Try to picture yourself (a theme of this album's third track, "Picture Book") back in 1968: songwriting pairs dominate the UK scene. Lennon/McCartney; Jagger/Richards; Page/Plant. Into this noisy fray saunters the Kinks' Ray Davies, who has had hits earlier in the decade with his group the Kinks that SOUND a lot like to guitar-up-to-eleven frenzy ("You Really Got Me," a number one, was said for years to feature a young Jimmy Page on the solo, until it was debunked) but is now fixated on a sepia-toned sort of quasi-nostalgia that is pivoting his band from England's Hitmakers toward the sort of cult band that would later be cited by Blur's Damon Albarn and Oasis' Noel Gallagher as a seminal source of material and influence (it's hard to imagine "Parklife" or "What's the Story Morning Glory" -- hell, Britpop, period -- without this album and the pathway it created).
Davies was busy wrapping himself in the cloak of the Union Jack, long before this sort of move would have had him branded as National Front (or Morrissey-adjacent). "Village Green Preservation Society" didn't sell much when it was released (it only went gold in 2018) but was notable for its acoustic, singer/songwritery pastoral vibe and a yearning for a return to a Middle England that arguably had never existed. Indeed, the mix of sarcasm and sentimentality that marks the title track ("We are the skyscraper condemnation affiliates/God save Tudor houses, antique tables, and billiards") and other key cuts such as "People Take Pictures of Each Other," "Last of the Steam Powered Trains," the music hall sounds of "Sitting by the Riverside" and "All of My Friends Were There" speak to a love of both the literal village green as well as the metaphorical village green -- many of these mementoes of the past are likely better left behind (which Davies either notes directly or through comparison) but the crank in him just can't resist making the point that a way of life and a slice of history is sliding away before our very eyes.
Davies spent part of 1968 writing satirical numbers for a late-night BBC comedy program, so it's entirely possible that this ironic sensibility (which would inform his writing from that point forward) spilled over into the writing and creation of this album.
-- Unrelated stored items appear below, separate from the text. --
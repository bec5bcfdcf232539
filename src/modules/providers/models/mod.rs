mod provider_config;

pub use provider_config::{
    CreateProviderRequest, ProviderConfig, ProviderSummary, ProviderType, UnknownProviderType,
};
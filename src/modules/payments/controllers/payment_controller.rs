use std::sync::Arc;

use actix_web::{web, HttpResponse};
use rust_decimal::Decimal;
use serde::Deserialize;

use crate::core::error::AppError;
use crate::middleware::auth::AuthedUser;
use crate::modules::payments::services::PaymentDispatcher;

/// Payment creation payload
#[derive(Debug, Deserialize)]
pub struct CreatePixRequest {
    #[serde(default, with = "rust_decimal::serde::arbitrary_precision_option")]
    pub amount: Option<Decimal>,
}

/// Query parameters for the status endpoint
#[derive(Debug, Deserialize)]
pub struct StatusQuery {
    pub transaction_id: Option<String>,
}

/// Create a PIX payment through the caller's active provider
/// POST /pix
pub async fn create_pix(
    dispatcher: web::Data<Arc<PaymentDispatcher>>,
    user: AuthedUser,
    request: web::Json<CreatePixRequest>,
) -> Result<HttpResponse, AppError> {
    let amount = request
        .amount
        .ok_or_else(|| AppError::missing_parameter("amount"))?;

    let result = dispatcher.create_payment(user.0, amount).await?;

    Ok(HttpResponse::Ok().json(result))
}

/// Check the status of a PIX payment
/// GET /pix/status?transaction_id=...
pub async fn check_pix_status(
    dispatcher: web::Data<Arc<PaymentDispatcher>>,
    user: AuthedUser,
    query: web::Query<StatusQuery>,
) -> Result<HttpResponse, AppError> {
    let result = dispatcher
        .check_payment(user.0, query.transaction_id.as_deref())
        .await?;

    Ok(HttpResponse::Ok().json(result))
}

/// Configure payment routes
pub fn configure(cfg: &mut web::ServiceConfig) {
    cfg.service(
        web::scope("/pix")
            .route("", web::post().to(create_pix))
            .route("/status", web::get().to(check_pix_status)),
    );
}
use crate::core::{AppError, Result};
use serde::Deserialize;
use std::env;

/// Server configuration for HTTP server
#[derive(Debug, Clone, Deserialize)]
pub struct ServerConfig {
    pub host: String,
    pub port: u16,
}

impl ServerConfig {
    pub fn from_env() -> Result<Self> {
        Ok(ServerConfig {
            host: env::var("HOST").unwrap_or_else(|_| "0.0.0.0".to_string()),
            port: env::var("PORT")
                .unwrap_or_else(|_| "8080".to_string())
                .parse()
                .map_err(|_| AppError::Configuration("Invalid PORT".to_string()))?,
        })
    }

    pub fn bind_address(&self) -> String {
        format!("{}:{}", self.host, self.port)
    }
}
use reqwest::Method;
use rust_decimal::Decimal;
use serde::{Deserialize, Serialize};

use super::adapter::{
    to_minor_units, OutboundRequest, PaymentResult, PixProvider, ProviderContext, StatusResult,
    CALLBACK_URL_PLACEHOLDER,
};
use crate::core::{AppError, Result};
use crate::modules::providers::models::ProviderType;

/// Ghostpay PIX gateway adapter
///
/// Same bearer-token dialect as Pushin Pay with different fixed
/// customer fields; create goes to the transaction.purchase endpoint
/// and status queries share Pushin Pay's transaction host.
pub struct GhostpayProvider {
    base_url: String,
    status_base: String,
}

impl GhostpayProvider {
    pub fn new(base_url: String, status_base: String) -> Self {
        Self {
            base_url,
            status_base,
        }
    }
}

impl PixProvider for GhostpayProvider {
    fn provider_type(&self) -> ProviderType {
        ProviderType::Ghostpay
    }

    fn build_create_request(
        &self,
        amount: Decimal,
        ctx: &ProviderContext<'_>,
    ) -> Result<OutboundRequest> {
        let minor = to_minor_units(amount)?;

        let request = PurchaseRequest {
            name: "Cliente Checkout",
            email: format!("checkout-{}@example.com", ctx.stamp),
            cpf: "12345678901",
            phone: "+5516999999999",
            payment_method: "PIX",
            amount: minor,
            traceable: true,
            items: vec![PurchaseItem {
                unit_price: minor,
                title: "Acesso a Curso Online",
                quantity: 1,
                tangible: false,
            }],
            postback_url: CALLBACK_URL_PLACEHOLDER,
        };

        Ok(OutboundRequest {
            method: Method::POST,
            url: format!("{}/api/v1/transaction.purchase", self.base_url),
            headers: vec![("Authorization".to_string(), ctx.token.to_string())],
            body: Some(serde_json::to_value(&request).map_err(|e| {
                AppError::internal(format!("Failed to serialize ghostpay request: {e}"))
            })?),
        })
    }

    fn parse_create_response(&self, raw: &str) -> Result<PaymentResult> {
        let response: PurchaseResponse = serde_json::from_str(raw).map_err(|e| {
            AppError::gateway(self.name(), format!("Failed to parse create response: {e}"))
        })?;

        Ok(PaymentResult {
            pix_code: response.pix_code,
            transaction_id: response.id,
        })
    }

    fn build_status_request(
        &self,
        transaction_id: &str,
        ctx: &ProviderContext<'_>,
    ) -> Result<OutboundRequest> {
        Ok(OutboundRequest {
            method: Method::GET,
            url: format!(
                "{}/api/v1/transaction.getPayment?id={}",
                self.status_base, transaction_id
            ),
            headers: vec![("Authorization".to_string(), ctx.token.to_string())],
            body: None,
        })
    }

    fn parse_status_response(&self, raw: &str) -> Result<StatusResult> {
        let response: TransactionStatusResponse = serde_json::from_str(raw).map_err(|e| {
            AppError::gateway(self.name(), format!("Failed to parse status response: {e}"))
        })?;

        Ok(StatusResult {
            status: response.status,
        })
    }
}

// Ghostpay wire structures

#[derive(Serialize)]
#[serde(rename_all = "camelCase")]
struct PurchaseRequest<'a> {
    name: &'a str,
    email: String,
    cpf: &'a str,
    phone: &'a str,
    payment_method: &'a str,
    amount: i64,
    traceable: bool,
    items: Vec<PurchaseItem<'a>>,
    postback_url: &'a str,
}

#[derive(Serialize)]
#[serde(rename_all = "camelCase")]
struct PurchaseItem<'a> {
    unit_price: i64,
    title: &'a str,
    quantity: u32,
    tangible: bool,
}

#[derive(Deserialize)]
struct PurchaseResponse {
    #[serde(rename = "pixCode")]
    pix_code: Option<String>,
    id: Option<String>,
}

#[derive(Deserialize)]
struct TransactionStatusResponse {
    status: Option<String>,
}
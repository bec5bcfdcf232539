mod payment_dispatcher;

pub use payment_dispatcher::PaymentDispatcher;
//! Per-connection handler: hello, hub registration, and request routing.
//!
//! Each accepted connection gets its own Tokio task running this handler.
//! The flow is:
//!   1. Receive `hello` → resolve the room, bind the user
//!   2. Register an outlet in the hub, so no event is missed from here on
//!   3. Send `welcome` with the room's status and call log, then spawn the
//!      writer that drains the outlet (skipping calls `welcome` covered)
//!   4. Loop: receive client messages → route to the room manager
//!   5. On exit: unregister (if still current) and broadcast `player_left`

use std::sync::Arc;

use bingo_hub::{Outbound, Outlet};
use bingo_protocol::{
    ClientMessage, Codec, ProtocolError, RoomId, ServerMessage, UserId,
};
use bingo_room::RoomError;
use bingo_transport::{Connection, ConnectionId, WebSocketConnection};
use tokio::sync::mpsc;

use crate::BingoError;
use crate::server::ServerState;

/// Handles a single connection from accept to close.
pub(crate) async fn handle_connection<C: Codec>(
    conn: WebSocketConnection,
    state: Arc<ServerState<C>>,
) -> Result<(), BingoError> {
    let conn = Arc::new(conn);
    let conn_id = conn.id();
    tracing::debug!(%conn_id, peer = %conn.peer_addr(), "handling new connection");

    // --- Step 1: hello ---
    let (room_id, user_id) = match receive_hello(&conn, &state).await {
        Ok(binding) => binding,
        Err(e) => {
            let _ = conn.close().await;
            return Err(e);
        }
    };

    // --- Step 2: hub registration ---
    let hub = Arc::clone(state.manager.hub());
    let (outlet, outbound) = Outlet::channel(conn_id);
    if let Some(retired) = hub.register(room_id, user_id, outlet) {
        tracing::info!(%room_id, %user_id, old = %retired.connection_id(), new = %conn_id, "connection replaced");
    }

    // --- Step 3: welcome, then the writer ---
    let already_called = match send_welcome(&conn, &state, room_id, user_id).await {
        Ok(count) => count,
        Err(e) => {
            leave(&state, room_id, user_id, conn_id);
            let _ = conn.close().await;
            return Err(e);
        }
    };
    let writer = tokio::spawn(drain_outlet(
        Arc::clone(&conn),
        outbound,
        Arc::clone(&state),
        already_called,
    ));
    tracing::info!(%conn_id, %room_id, %user_id, "user connected");

    // --- Step 4: request loop ---
    let result = serve(&conn, &state, room_id, user_id).await;

    // --- Step 5: cleanup ---
    leave(&state, room_id, user_id, conn_id);
    // The hub held the only sender; the writer drains what's queued and
    // closes the socket.
    let _ = writer.await;
    tracing::info!(%conn_id, %room_id, %user_id, "user disconnected");

    result
}

/// Drops this connection from the hub and tells the room, unless a newer
/// connection already took over for the user.
fn leave<C: Codec>(state: &ServerState<C>, room_id: RoomId, user_id: UserId, conn_id: ConnectionId) {
    let hub = state.manager.hub();
    if hub.unregister_connection(room_id, user_id, conn_id) {
        hub.broadcast(room_id, ServerMessage::PlayerLeft { user_id });
    }
}

/// Reads the first frame, which must be `hello` naming a hosted room.
async fn receive_hello<C: Codec>(
    conn: &WebSocketConnection,
    state: &ServerState<C>,
) -> Result<(RoomId, UserId), BingoError> {
    let data = match tokio::time::timeout(state.hello_timeout, conn.recv()).await {
        Ok(Ok(Some(data))) => data,
        Ok(Ok(None)) => {
            return Err(ProtocolError::InvalidMessage("connection closed before hello".into()).into());
        }
        Ok(Err(e)) => return Err(BingoError::Transport(e)),
        Err(_) => {
            return Err(ProtocolError::InvalidMessage("hello timed out".into()).into());
        }
    };

    let (room_id, user_id) = match state.codec.decode::<ClientMessage>(&data) {
        Ok(ClientMessage::Hello { room_id, user_id }) => (room_id, user_id),
        Ok(_) => {
            send_error(conn, &state.codec, 400, "expected hello").await?;
            return Err(ProtocolError::InvalidMessage("first message must be hello".into()).into());
        }
        Err(e) => {
            send_error(conn, &state.codec, 400, &format!("invalid message: {e}")).await?;
            return Err(e.into());
        }
    };

    if let Err(e) = state.manager.handle(room_id) {
        send_room_error(conn, &state.codec, &e).await?;
        return Err(e.into());
    }
    Ok((room_id, user_id))
}

/// Sends `welcome` straight to the socket, ahead of any queued event.
///
/// Returns how many numbers the welcome's call log holds.
async fn send_welcome<C: Codec>(
    conn: &WebSocketConnection,
    state: &ServerState<C>,
    room_id: RoomId,
    user_id: UserId,
) -> Result<usize, BingoError> {
    let snapshot = state.manager.room_info(room_id).await?;
    let already_called = snapshot.called.len();
    send(
        conn,
        &state.codec,
        &ServerMessage::Welcome {
            room_id,
            user_id,
            status: snapshot.status,
            called: snapshot.called,
        },
    )
    .await?;
    Ok(already_called)
}

/// Serves requests until the client leaves.
async fn serve<C: Codec>(
    conn: &WebSocketConnection,
    state: &ServerState<C>,
    room_id: RoomId,
    user_id: UserId,
) -> Result<(), BingoError> {
    loop {
        let data = match tokio::time::timeout(state.read_timeout, conn.recv()).await {
            Ok(Ok(Some(data))) => data,
            Ok(Ok(None)) => {
                tracing::debug!(%user_id, "connection closed cleanly");
                return Ok(());
            }
            Ok(Err(e)) => {
                tracing::debug!(%user_id, error = %e, "recv error");
                return Ok(());
            }
            Err(_) => {
                tracing::info!(%user_id, "connection timed out");
                return Ok(());
            }
        };

        let msg: ClientMessage = match state.codec.decode(&data) {
            Ok(msg) => msg,
            Err(e) => {
                tracing::debug!(%user_id, error = %e, "failed to decode message");
                send_error(conn, &state.codec, 400, &format!("invalid message: {e}")).await?;
                continue;
            }
        };

        match msg {
            ClientMessage::Disconnect { reason } => {
                tracing::info!(%user_id, %reason, "client disconnected");
                return Ok(());
            }
            ClientMessage::Hello { .. } => {
                send_error(conn, &state.codec, 400, "already greeted").await?;
            }
            request => match dispatch(state, room_id, user_id, request).await {
                Ok(Some(reply)) => send(conn, &state.codec, &reply).await?,
                Ok(None) => {}
                Err(e) => {
                    tracing::debug!(%room_id, %user_id, error = %e, "request rejected");
                    send_room_error(conn, &state.codec, &e).await?;
                }
            },
        }
    }
}

/// Routes one request to the room manager and builds its reply.
///
/// `start_game` has no direct reply; `game_started` reaches every member
/// of the room, this client included, through the hub.
async fn dispatch<C: Codec>(
    state: &ServerState<C>,
    room_id: RoomId,
    user_id: UserId,
    msg: ClientMessage,
) -> Result<Option<ServerMessage>, RoomError> {
    let manager = &state.manager;
    let reply = match msg {
        ClientMessage::Ping => ServerMessage::Pong,
        ClientMessage::StatusCheck => ServerMessage::ConnectionStatus {
            status: "connected".into(),
            user_id,
        },
        ClientMessage::ListRooms => ServerMessage::RoomList {
            rooms: manager.list_rooms().await,
        },
        ClientMessage::GenerateCards { count } => ServerMessage::Cards {
            cards: manager.generate_cards(user_id, count).await?,
        },
        ClientMessage::MyCards => ServerMessage::Cards {
            cards: manager.my_cards(user_id).await?,
        },
        ClientMessage::Join { card_ids } => {
            let receipt = manager.join(room_id, user_id, card_ids).await?;
            ServerMessage::Joined {
                room_id: receipt.room_id,
                card_ids: receipt.card_ids,
                player_count: receipt.player_count,
            }
        }
        ClientMessage::Mark { card_index, number } => {
            let newly_marked = manager.mark(room_id, user_id, card_index, number).await?;
            ServerMessage::Marked {
                card_index,
                number,
                newly_marked,
            }
        }
        ClientMessage::ClaimWin { card_index } => {
            let receipt = manager.claim_win(room_id, user_id, card_index).await?;
            ServerMessage::ClaimResult {
                has_won: receipt.has_won,
                pattern: receipt.pattern.map(|line| line.to_string()),
                status: receipt.status,
                winning_amount: receipt.winning_amount,
            }
        }
        ClientMessage::StartGame => {
            manager.start(room_id).await?;
            return Ok(None);
        }
        ClientMessage::RoomState => {
            let snapshot = manager.room_info(room_id).await?;
            ServerMessage::RoomState {
                room: snapshot.summary(),
                called: snapshot.called,
            }
        }
        ClientMessage::Hello { .. } | ClientMessage::Disconnect { .. } => return Ok(None),
    };
    Ok(Some(reply))
}

/// Writer task: forwards hub events to the socket in queue order.
///
/// Calls numbered up to `already_called` were queued before the welcome
/// snapshot was taken and are already in its call log; they are dropped.
/// Ends when the hub drops the outlet (unregistered or replaced by a newer
/// connection) or the socket fails, then closes the socket.
async fn drain_outlet<C: Codec>(
    conn: Arc<WebSocketConnection>,
    mut outbound: mpsc::UnboundedReceiver<Outbound>,
    state: Arc<ServerState<C>>,
    already_called: usize,
) {
    while let Some(msg) = outbound.recv().await {
        if let ServerMessage::NumberCalled { total_called, .. } = msg.as_ref() {
            if *total_called <= already_called {
                continue;
            }
        }
        if let Err(e) = send(&conn, &state.codec, &msg).await {
            tracing::debug!(conn_id = %conn.id(), error = %e, "event delivery failed");
            break;
        }
    }
    let _ = conn.close().await;
}

async fn send(
    conn: &WebSocketConnection,
    codec: &impl Codec,
    msg: &ServerMessage,
) -> Result<(), BingoError> {
    let bytes = codec.encode(msg)?;
    conn.send(&bytes).await?;
    Ok(())
}

async fn send_error(
    conn: &WebSocketConnection,
    codec: &impl Codec,
    code: u16,
    message: &str,
) -> Result<(), BingoError> {
    send(
        conn,
        codec,
        &ServerMessage::Error {
            code,
            message: message.to_string(),
        },
    )
    .await
}

async fn send_room_error(
    conn: &WebSocketConnection,
    codec: &impl Codec,
    err: &RoomError,
) -> Result<(), BingoError> {
    send_error(conn, codec, err.kind().code(), &err.to_string()).await
}
//! The wallet seam: stake debits and pot credits.
//!
//! Balances belong to an external service. The room engine only needs a
//! balance read and idempotent debit/credit calls keyed by a [`TxnId`],
//! so a retry after a timeout can never charge or pay twice.

use std::collections::HashMap;
use std::fmt;
use std::sync::atomic::{AtomicBool, Ordering};

use async_trait::async_trait;
use bingo_protocol::{Amount, UserId};
use serde::{Deserialize, Serialize};
use tokio::sync::Mutex;
use uuid::Uuid;

// ---------------------------------------------------------------------------
// TxnId
// ---------------------------------------------------------------------------

/// A stable idempotency key for one wallet operation.
///
/// `game` is the room's per-game key, so ids stay unique even if room ids
/// are reused after a restart.
#[derive(Debug, Clone, PartialEq, Eq, Hash, Serialize, Deserialize)]
#[serde(transparent)]
pub struct TxnId(String);

impl TxnId {
    /// `join:<game>:<user>:<epoch>`
    pub fn join(game: Uuid, user: UserId, epoch: u32) -> Self {
        Self(format!("join:{game}:{}:{epoch}", user.0))
    }

    /// `refund:<game>:<user>:<epoch>`, paired with the join it reverses.
    pub fn refund(game: Uuid, user: UserId, epoch: u32) -> Self {
        Self(format!("refund:{game}:{}:{epoch}", user.0))
    }

    /// `payout:<game>`. A game pays out at most once.
    pub fn payout(game: Uuid) -> Self {
        Self(format!("payout:{game}"))
    }

    pub fn as_str(&self) -> &str {
        &self.0
    }
}

impl fmt::Display for TxnId {
    fn fmt(&self, f: &mut fmt::Formatter<'_>) -> fmt::Result {
        f.write_str(&self.0)
    }
}

// ---------------------------------------------------------------------------
// Errors and trait
// ---------------------------------------------------------------------------

#[derive(Debug, Clone, PartialEq, Eq, thiserror::Error)]
pub enum WalletError {
    #[error("insufficient funds: need {needed}, have {available}")]
    InsufficientFunds { needed: Amount, available: Amount },

    #[error("wallet has no account for user {0}")]
    UnknownUser(UserId),

    /// The wallet could not be reached or refused to answer. The outcome
    /// of the call is unknown; retrying with the same `TxnId` is safe.
    #[error("wallet unavailable: {0}")]
    Unavailable(String),
}

/// Balance operations the room engine consumes.
///
/// Implementations must apply each `TxnId` at most once: a repeated call
/// with an already-applied id returns `Ok(())` without moving money.
#[async_trait]
pub trait Wallet: Send + Sync + 'static {
    async fn balance(&self, user: UserId) -> Result<Amount, WalletError>;

    async fn debit(&self, user: UserId, amount: Amount, txn: &TxnId) -> Result<(), WalletError>;

    async fn credit(&self, user: UserId, amount: Amount, txn: &TxnId)
    -> Result<(), WalletError>;
}

// ---------------------------------------------------------------------------
// MemoryWallet
// ---------------------------------------------------------------------------

#[derive(Debug, Default)]
struct Ledger {
    balances: HashMap<UserId, Amount>,
    applied: HashMap<TxnId, (UserId, i128)>,
}

/// In-process [`Wallet`] for tests and the demo server.
///
/// Accounts are created by [`deposit`](Self::deposit). Debits and credits
/// are recorded in an idempotency ledger.
#[derive(Debug, Default)]
pub struct MemoryWallet {
    ledger: Mutex<Ledger>,
    offline: AtomicBool,
    /// With `open_accounts`, unknown users start at this balance instead
    /// of being rejected.
    open_accounts: Option<Amount>,
}

impl MemoryWallet {
    pub fn new() -> Self {
        Self::default()
    }

    /// A wallet that opens an account with `balance` on first sight of a
    /// user. Used by the demo server, where identity is external.
    pub fn with_open_accounts(balance: Amount) -> Self {
        Self {
            open_accounts: Some(balance),
            ..Self::default()
        }
    }

    /// Adds funds outside of any game.
    pub async fn deposit(&self, user: UserId, amount: Amount) {
        let mut ledger = self.ledger.lock().await;
        *ledger.balances.entry(user).or_insert(0) += amount;
    }

    /// Makes every call fail with [`WalletError::Unavailable`] until
    /// switched back on.
    pub fn set_offline(&self, offline: bool) {
        self.offline.store(offline, Ordering::SeqCst);
    }

    /// Whether `txn` has been applied.
    pub async fn is_applied(&self, txn: &TxnId) -> bool {
        self.ledger.lock().await.applied.contains_key(txn)
    }

    /// Number of applied transactions.
    pub async fn applied_count(&self) -> usize {
        self.ledger.lock().await.applied.len()
    }

    fn check_online(&self) -> Result<(), WalletError> {
        if self.offline.load(Ordering::SeqCst) {
            Err(WalletError::Unavailable("wallet offline".into()))
        } else {
            Ok(())
        }
    }

    fn account<'a>(&self, ledger: &'a mut Ledger, user: UserId) -> Result<&'a mut Amount, WalletError> {
        match self.open_accounts {
            Some(opening) => Ok(ledger.balances.entry(user).or_insert(opening)),
            None => ledger
                .balances
                .get_mut(&user)
                .ok_or(WalletError::UnknownUser(user)),
        }
    }
}

#[async_trait]
impl Wallet for MemoryWallet {
    async fn balance(&self, user: UserId) -> Result<Amount, WalletError> {
        self.check_online()?;
        let mut ledger = self.ledger.lock().await;
        self.account(&mut ledger, user).map(|balance| *balance)
    }

    async fn debit(&self, user: UserId, amount: Amount, txn: &TxnId) -> Result<(), WalletError> {
        self.check_online()?;
        let mut ledger = self.ledger.lock().await;
        if ledger.applied.contains_key(txn) {
            tracing::debug!(%txn, user_id = %user, "debit already applied");
            return Ok(());
        }
        let balance = self.account(&mut ledger, user)?;
        if *balance < amount {
            return Err(WalletError::InsufficientFunds {
                needed: amount,
                available: *balance,
            });
        }
        *balance -= amount;
        ledger.applied.insert(txn.clone(), (user, -(amount as i128)));
        Ok(())
    }

    async fn credit(&self, user: UserId, amount: Amount, txn: &TxnId) -> Result<(), WalletError> {
        self.check_online()?;
        let mut ledger = self.ledger.lock().await;
        if ledger.applied.contains_key(txn) {
            tracing::debug!(%txn, user_id = %user, "credit already applied");
            return Ok(());
        }
        let balance = self.account(&mut ledger, user)?;
        *balance += amount;
        ledger.applied.insert(txn.clone(), (user, amount as i128));
        Ok(())
    }
}
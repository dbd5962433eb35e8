//! Win evaluation.
//!
//! The evaluator never sees client-declared state: callers build a
//! [`MarkMask`] from server-held marks and pass it in. It accepts any
//! mask, including ones legitimate play could never produce.

use std::collections::BTreeSet;
use std::fmt;

use serde::{Deserialize, Serialize};

use crate::card::{Card, SIZE};

/// A 5×5 marked-cell bitmap. The free centre always reads as marked.
#[derive(Debug, Clone, Copy, Default, PartialEq, Eq)]
pub struct MarkMask {
    cells: [[bool; SIZE]; SIZE],
}

impl MarkMask {
    /// A mask with nothing marked (the free cell still counts).
    pub fn empty() -> Self {
        Self::default()
    }

    /// A mask with every cell marked.
    pub fn full() -> Self {
        Self {
            cells: [[true; SIZE]; SIZE],
        }
    }

    /// Wraps a raw grid.
    pub fn from_cells(cells: [[bool; SIZE]; SIZE]) -> Self {
        Self { cells }
    }

    /// Projects a set of marked numbers onto `card`'s grid.
    ///
    /// Numbers not on the card are ignored.
    pub fn from_marked(card: &Card, marked: &BTreeSet<u8>) -> Self {
        let mut mask = Self::empty();
        for &number in marked {
            if let Some((row, col)) = card.position_of(number) {
                mask.cells[row][col] = true;
            }
        }
        mask
    }

    /// Marks `(row, col)`.
    pub fn set(&mut self, row: usize, col: usize) {
        self.cells[row][col] = true;
    }

    /// Whether `(row, col)` counts as marked on `card`.
    pub fn is_marked(&self, card: &Card, row: usize, col: usize) -> bool {
        self.cells[row][col] || card.is_free(row, col)
    }
}

/// The line that completed a bingo.
#[derive(Debug, Clone, Copy, PartialEq, Eq, Serialize, Deserialize)]
#[serde(tag = "kind", content = "index", rename_all = "snake_case")]
pub enum WinLine {
    /// 1-based row, top to bottom.
    Row(u8),
    /// 1-based column, left to right.
    Column(u8),
    /// Top-left to bottom-right.
    Diagonal,
    /// Top-right to bottom-left.
    AntiDiagonal,
}

impl fmt::Display for WinLine {
    fn fmt(&self, f: &mut fmt::Formatter<'_>) -> fmt::Result {
        match self {
            Self::Row(n) => write!(f, "Row {n}"),
            Self::Column(n) => write!(f, "Column {n}"),
            Self::Diagonal => write!(f, "Diagonal \\"),
            Self::AntiDiagonal => write!(f, "Diagonal /"),
        }
    }
}

/// Checks `card` against `mask` and returns the first completed line.
///
/// Lines are checked rows 1..5, then columns 1..5, then the main
/// diagonal, then the anti-diagonal. When several lines are complete
/// the first one in that order is reported.
pub fn evaluate(card: &Card, mask: &MarkMask) -> Option<WinLine> {
    let marked = |row: usize, col: usize| mask.is_marked(card, row, col);

    if let Some(row) = (0..SIZE).find(|&r| (0..SIZE).all(|c| marked(r, c))) {
        return Some(WinLine::Row(row as u8 + 1));
    }
    if let Some(col) = (0..SIZE).find(|&c| (0..SIZE).all(|r| marked(r, c))) {
        return Some(WinLine::Column(col as u8 + 1));
    }
    if (0..SIZE).all(|i| marked(i, i)) {
        return Some(WinLine::Diagonal);
    }
    if (0..SIZE).all(|i| marked(i, SIZE - 1 - i)) {
        return Some(WinLine::AntiDiagonal);
    }
    None
}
Earlier songs like "Dedicated Follower of Fashion" and "A Well Respected Man" pointed the way toward this endstate but Davies had never sustained it for a full LP. This was a novella about the premature death of England, The Concept and The Empire.
Two contemporaneous non-album tracks -- "Days" and "Wonderboy" -- do as good a job of explaining Davies' motives at the time (a sort of inward and wistful focus on their Britishness, which a five year U.S. performance ban for reasons that remain somewhat vague no doubt also created, by extension) as the album itself, which is nonetheless one of the first extant concept albums ever recorded.
These days, we think of Davies as doing his best work with a quiet, knowing, ironic smile -- this is the album that started his whole downstream career phase as the poet laureate of a quickly-evaporating Albion, which groups like the Libertines (and all their tongue-in-cheek Olde Ways mythmaking) were surely taking note of.
A top-ten all time record for me. All hail the Godfather of Britpop (I'm sure he hates that moniker but it doesn't mean it's not true).